As healthcare providers throughout the world fight to improve breast screening utilization, researchers in Australia looked into the impact individual technologists, or radiographers, can have on getting patients to return in the future.
“It remains undisputed that for any screening program to be a success, population uptake must be both initially high and maintained throughout subsequent screening rounds,” lead author S. L. Savaridas of BreastScreen WA in Perth, Australia, and colleagues wrote in Clinical Radiology.
The team explored data from 2007 to 2013 for their research, selecting “re-attendance success” as their primary outcome measure. Re-attendance was considered a failure if the patient returned after the recommended timeframe or if they never returned at all.

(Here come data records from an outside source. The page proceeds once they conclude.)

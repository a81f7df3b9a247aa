// SPDX-License-Identifier: MIT

//! Flow definitions - the step logic the dispatcher drives
//!
//! The engine does not know what a flow does. A `Flow` receives a
//! `FlowContext` and either produces an output, asks to be paused until a
//! `resume` message arrives, or fails. Only recoverable failures go through
//! the retry policy; an unrecoverable one pauses the instance like an
//! interrupt so an operator can resume it.

mod registry;

pub use registry::FlowRegistry;

use async_trait::async_trait;
use serde_json::Value;
use std::fmt;

use crate::retry::RetryConfig;

/// Everything a flow run can see about its instance
#[derive(Debug, Clone)]
pub struct FlowContext {
    pub flow_id: String,
    pub input: Value,
    /// One-based number of this execution attempt
    pub attempt: u32,
    /// Set when a `resume` message continued this run, with or without payload
    pub resumed: bool,
    /// Payload from the `resume` message that continued this run
    pub resume_payload: Option<Value>,
}

impl FlowContext {
    /// Whether this run continues an interrupted instance
    pub fn is_resumed(&self) -> bool {
        self.resumed
    }
}

/// How a flow run ended without producing an output
#[derive(Debug, Clone, PartialEq)]
pub enum StepError {
    /// Pause until a `resume` message supplies more input
    Interrupted(Value),
    /// Transient failure; subject to the retry policy
    Recoverable { kind: String, message: String },
    /// Failure that no retry can fix; the instance waits for a `resume`
    Unrecoverable { kind: String, message: String },
}

impl StepError {
    /// Create an interrupt carrying what the flow is waiting for
    pub fn interrupt(payload: Value) -> Self {
        Self::Interrupted(payload)
    }

    /// Create a recoverable failure
    pub fn recoverable(kind: impl Into<String>, message: impl Into<String>) -> Self {
        Self::Recoverable {
            kind: kind.into(),
            message: message.into(),
        }
    }

    /// Create an unrecoverable failure
    pub fn unrecoverable(kind: impl Into<String>, message: impl Into<String>) -> Self {
        Self::Unrecoverable {
            kind: kind.into(),
            message: message.into(),
        }
    }
}

impl fmt::Display for StepError {
    fn fmt(&self, f: &mut fmt::Formatter<'_>) -> fmt::Result {
        match self {
            StepError::Interrupted(payload) => write!(f, "interrupted: {}", payload),
            StepError::Recoverable { kind, message } => {
                write!(f, "recoverable {} failure: {}", kind, message)
            }
            StepError::Unrecoverable { kind, message } => {
                write!(f, "unrecoverable {} failure: {}", kind, message)
            }
        }
    }
}

impl std::error::Error for StepError {}

/// A named, resumable unit of work
#[async_trait]
pub trait Flow: Send + Sync {
    /// Flow definition name, recorded on every instance
    fn name(&self) -> &str;

    /// Retry policy for this flow; `None` uses the dispatcher default
    fn retry_config(&self) -> Option<RetryConfig> {
        None
    }

    /// Run the flow's step logic once
    async fn run(&self, ctx: FlowContext) -> Result<Value, StepError>;
}
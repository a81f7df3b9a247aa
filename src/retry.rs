// SPDX-License-Identifier: MIT

//! Retry policy for failed flow executions
//!
//! Pure computation, no I/O. Attempt numbers passed to [`RetryConfig::backoff`]
//! are zero-based; [`RetryConfig::eligible`] takes the number of attempts
//! already made.

use serde::{Deserialize, Serialize};
use std::time::Duration;

use crate::error::ValidationError;

const DEFAULT_MAX_ATTEMPTS: u32 = 3;
const DEFAULT_MAX_BACKOFF_SECONDS: f64 = 3600.0;
const DEFAULT_MAX_DOUBLINGS: u32 = 16;
const DEFAULT_MIN_BACKOFF_SECONDS: f64 = 0.1;

/// Retry options for flows and steps
#[derive(Debug, Clone, PartialEq, Serialize, Deserialize)]
#[serde(rename_all = "camelCase")]
pub struct RetryConfig {
    /// Maximum number of times a flow should be attempted
    #[serde(default = "default_max_attempts")]
    pub max_attempts: u32,
    /// Wall-clock budget for retrying; `None` retries indefinitely
    #[serde(default, skip_serializing_if = "Option::is_none")]
    pub max_retry_seconds: Option<f64>,
    /// Upper bound on the wait between attempts
    #[serde(default = "default_max_backoff_seconds")]
    pub max_backoff_seconds: f64,
    /// Number of times the backoff may double
    #[serde(default = "default_max_doublings")]
    pub max_doublings: u32,
    /// Wait before the first retry
    #[serde(default = "default_min_backoff_seconds")]
    pub min_backoff_seconds: f64,
}

fn default_max_attempts() -> u32 {
    DEFAULT_MAX_ATTEMPTS
}

fn default_max_backoff_seconds() -> f64 {
    DEFAULT_MAX_BACKOFF_SECONDS
}

fn default_max_doublings() -> u32 {
    DEFAULT_MAX_DOUBLINGS
}

fn default_min_backoff_seconds() -> f64 {
    DEFAULT_MIN_BACKOFF_SECONDS
}

impl Default for RetryConfig {
    fn default() -> Self {
        Self {
            max_attempts: DEFAULT_MAX_ATTEMPTS,
            max_retry_seconds: None,
            max_backoff_seconds: DEFAULT_MAX_BACKOFF_SECONDS,
            max_doublings: DEFAULT_MAX_DOUBLINGS,
            min_backoff_seconds: DEFAULT_MIN_BACKOFF_SECONDS,
        }
    }
}

impl RetryConfig {
    /// Backoff in seconds before retry number `attempt` (zero-based)
    pub fn backoff(&self, attempt: u32) -> f64 {
        let doublings = attempt.min(self.max_doublings).min(i32::MAX as u32) as i32;
        let delay = self.min_backoff_seconds * 2f64.powi(doublings);
        delay.min(self.max_backoff_seconds)
    }

    /// Same as [`RetryConfig::backoff`], as a `Duration`
    pub fn backoff_duration(&self, attempt: u32) -> Duration {
        Duration::try_from_secs_f64(self.backoff(attempt).max(0.0)).unwrap_or(Duration::MAX)
    }

    /// Whether another attempt is allowed after `attempt` attempts and
    /// `elapsed_seconds` of retrying
    pub fn eligible(&self, attempt: u32, elapsed_seconds: f64) -> bool {
        attempt < self.max_attempts
            && self
                .max_retry_seconds
                .map_or(true, |budget| elapsed_seconds < budget)
    }

    /// Reject parameters the backoff formula cannot work with
    pub fn validate(&self) -> Result<(), ValidationError> {
        if self.max_attempts == 0 {
            return Err(ValidationError::InvalidRetryConfig(
                "maxAttempts must be at least 1".to_string(),
            ));
        }
        let seconds = [
            ("maxBackoffSeconds", Some(self.max_backoff_seconds)),
            ("minBackoffSeconds", Some(self.min_backoff_seconds)),
            ("maxRetrySeconds", self.max_retry_seconds),
        ];
        for (field, value) in seconds {
            if let Some(v) = value {
                if !v.is_finite() || v < 0.0 {
                    return Err(ValidationError::InvalidRetryConfig(format!(
                        "{} must be a non-negative number, got {}",
                        field, v
                    )));
                }
            }
        }
        if self.min_backoff_seconds > self.max_backoff_seconds {
            return Err(ValidationError::InvalidRetryConfig(
                "minBackoffSeconds exceeds maxBackoffSeconds".to_string(),
            ));
        }
        Ok(())
    }
}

During those seven years, 69 percent of women attended their follow-up screening mammogram within the recommended timeframe, which the authors called out as “well below target.” When 11 technologists were selected at random, their success rates ranged from 59 percent to 76 percent. Savaridas et al. found this to be a “significant variation.”
“The similarly of the logistic regression results from the subset of randomly selected radiographer's cohort to those of the entire dataset suggests that the observation of significant variation in the rescreening success rates between radiographers is also likely in the entire radiographer workforce,” the authors wrote.
Overall, Savaridas and colleagues concluded that factors related to individual technologists “appear to influence a woman’s decision to return for their next screening round.” They noted that further research is required to research why such variation between technologists exists and what leaders can do to improve utilization in the future.